Your task. Using the records that appear below, write out exactly the lines from the one with "const SIGNING_SECRET_LEN: usize = 64;" through the one with "pub fn generate()", keeping both end lines.

Given entries.
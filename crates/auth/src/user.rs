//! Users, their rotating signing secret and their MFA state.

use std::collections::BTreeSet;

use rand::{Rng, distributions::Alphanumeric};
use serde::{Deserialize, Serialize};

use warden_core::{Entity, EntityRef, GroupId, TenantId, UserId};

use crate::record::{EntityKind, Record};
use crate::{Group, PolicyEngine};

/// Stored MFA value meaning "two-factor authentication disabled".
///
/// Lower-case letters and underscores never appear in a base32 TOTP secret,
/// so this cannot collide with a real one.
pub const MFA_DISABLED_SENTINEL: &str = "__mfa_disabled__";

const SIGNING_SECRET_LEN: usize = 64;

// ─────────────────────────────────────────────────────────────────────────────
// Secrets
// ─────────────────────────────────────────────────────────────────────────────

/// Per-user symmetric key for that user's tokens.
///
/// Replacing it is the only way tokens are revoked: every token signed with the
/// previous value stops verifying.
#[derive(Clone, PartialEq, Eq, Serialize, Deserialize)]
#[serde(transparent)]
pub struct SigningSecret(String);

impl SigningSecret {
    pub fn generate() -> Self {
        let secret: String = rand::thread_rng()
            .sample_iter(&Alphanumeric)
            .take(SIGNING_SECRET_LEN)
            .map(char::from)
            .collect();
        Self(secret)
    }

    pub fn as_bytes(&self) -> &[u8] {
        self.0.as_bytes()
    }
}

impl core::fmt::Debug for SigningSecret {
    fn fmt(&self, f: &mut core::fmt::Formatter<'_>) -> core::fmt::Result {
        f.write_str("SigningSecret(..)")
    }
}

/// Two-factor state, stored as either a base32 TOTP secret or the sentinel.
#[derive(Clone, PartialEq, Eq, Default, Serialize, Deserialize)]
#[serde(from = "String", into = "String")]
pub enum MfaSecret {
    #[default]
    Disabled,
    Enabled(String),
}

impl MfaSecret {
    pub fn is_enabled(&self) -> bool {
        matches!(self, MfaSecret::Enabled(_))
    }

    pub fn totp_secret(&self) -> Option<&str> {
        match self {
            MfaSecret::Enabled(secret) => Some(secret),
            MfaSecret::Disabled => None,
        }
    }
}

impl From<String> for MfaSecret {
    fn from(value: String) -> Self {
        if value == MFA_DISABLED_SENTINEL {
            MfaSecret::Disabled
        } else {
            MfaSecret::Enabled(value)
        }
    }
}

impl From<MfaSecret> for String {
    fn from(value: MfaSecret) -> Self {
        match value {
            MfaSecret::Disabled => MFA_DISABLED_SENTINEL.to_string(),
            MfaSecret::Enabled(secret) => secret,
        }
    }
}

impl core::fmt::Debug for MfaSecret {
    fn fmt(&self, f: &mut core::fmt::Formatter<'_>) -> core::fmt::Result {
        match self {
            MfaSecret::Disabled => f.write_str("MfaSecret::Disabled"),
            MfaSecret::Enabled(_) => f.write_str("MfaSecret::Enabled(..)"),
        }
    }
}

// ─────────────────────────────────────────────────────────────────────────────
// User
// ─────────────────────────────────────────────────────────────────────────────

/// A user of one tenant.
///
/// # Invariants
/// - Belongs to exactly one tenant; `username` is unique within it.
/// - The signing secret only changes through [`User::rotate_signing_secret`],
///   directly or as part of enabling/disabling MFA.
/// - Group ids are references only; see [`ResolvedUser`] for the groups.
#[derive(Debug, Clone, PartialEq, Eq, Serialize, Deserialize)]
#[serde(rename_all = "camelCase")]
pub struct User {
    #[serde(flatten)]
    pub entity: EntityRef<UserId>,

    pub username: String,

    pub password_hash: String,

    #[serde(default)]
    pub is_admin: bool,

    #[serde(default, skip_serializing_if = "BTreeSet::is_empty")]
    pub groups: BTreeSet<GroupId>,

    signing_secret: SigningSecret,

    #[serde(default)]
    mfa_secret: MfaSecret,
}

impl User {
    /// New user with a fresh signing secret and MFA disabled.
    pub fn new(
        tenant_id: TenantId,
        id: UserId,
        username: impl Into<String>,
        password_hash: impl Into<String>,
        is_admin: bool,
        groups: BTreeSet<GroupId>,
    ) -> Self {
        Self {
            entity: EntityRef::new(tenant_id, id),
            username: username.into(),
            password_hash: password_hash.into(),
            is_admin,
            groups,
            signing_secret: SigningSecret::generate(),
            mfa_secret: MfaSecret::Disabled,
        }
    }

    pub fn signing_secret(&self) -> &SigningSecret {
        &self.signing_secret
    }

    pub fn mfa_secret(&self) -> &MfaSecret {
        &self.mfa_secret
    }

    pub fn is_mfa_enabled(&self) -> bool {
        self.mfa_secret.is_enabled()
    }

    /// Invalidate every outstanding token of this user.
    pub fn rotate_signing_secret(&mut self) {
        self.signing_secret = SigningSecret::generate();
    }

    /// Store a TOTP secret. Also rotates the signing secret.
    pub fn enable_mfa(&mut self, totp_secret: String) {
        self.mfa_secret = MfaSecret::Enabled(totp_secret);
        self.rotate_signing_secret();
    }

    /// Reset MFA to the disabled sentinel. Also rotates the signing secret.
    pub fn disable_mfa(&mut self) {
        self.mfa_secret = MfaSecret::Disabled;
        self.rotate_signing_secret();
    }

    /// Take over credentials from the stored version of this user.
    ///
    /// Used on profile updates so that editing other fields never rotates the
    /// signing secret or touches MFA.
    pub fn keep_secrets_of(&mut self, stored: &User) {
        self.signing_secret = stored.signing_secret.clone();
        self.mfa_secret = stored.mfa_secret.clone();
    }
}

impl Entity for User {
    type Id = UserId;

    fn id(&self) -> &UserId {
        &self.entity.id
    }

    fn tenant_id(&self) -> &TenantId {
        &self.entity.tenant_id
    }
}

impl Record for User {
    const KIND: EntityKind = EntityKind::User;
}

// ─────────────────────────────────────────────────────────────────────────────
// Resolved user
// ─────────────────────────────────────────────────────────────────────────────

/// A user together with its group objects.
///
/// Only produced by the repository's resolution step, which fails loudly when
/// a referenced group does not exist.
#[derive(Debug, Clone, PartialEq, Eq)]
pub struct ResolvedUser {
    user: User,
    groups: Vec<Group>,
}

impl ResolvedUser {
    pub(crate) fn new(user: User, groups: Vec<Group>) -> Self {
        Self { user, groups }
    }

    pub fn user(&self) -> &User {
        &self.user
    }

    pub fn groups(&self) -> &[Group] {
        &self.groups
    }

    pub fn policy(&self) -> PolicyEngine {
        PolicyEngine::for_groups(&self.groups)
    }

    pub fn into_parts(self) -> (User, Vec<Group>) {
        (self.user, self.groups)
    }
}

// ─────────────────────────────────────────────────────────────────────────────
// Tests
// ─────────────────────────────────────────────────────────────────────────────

--

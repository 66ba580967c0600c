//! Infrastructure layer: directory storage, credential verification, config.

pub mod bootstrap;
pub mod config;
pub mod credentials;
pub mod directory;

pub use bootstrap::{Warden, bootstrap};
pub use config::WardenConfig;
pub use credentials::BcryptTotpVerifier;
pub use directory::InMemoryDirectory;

Task response.
const SIGNING_SECRET_LEN: usize = 64;

// ─────────────────────────────────────────────────────────────────────────────
// Secrets
// ─────────────────────────────────────────────────────────────────────────────

/// Per-user symmetric key for that user's tokens.
///
/// Replacing it is the only way tokens are revoked: every token signed with the
/// previous value stops verifying.
#[derive(Clone, PartialEq, Eq, Serialize, Deserialize)]
#[serde(transparent)]
pub struct SigningSecret(String);

impl SigningSecret {
    pub fn generate() -> Self {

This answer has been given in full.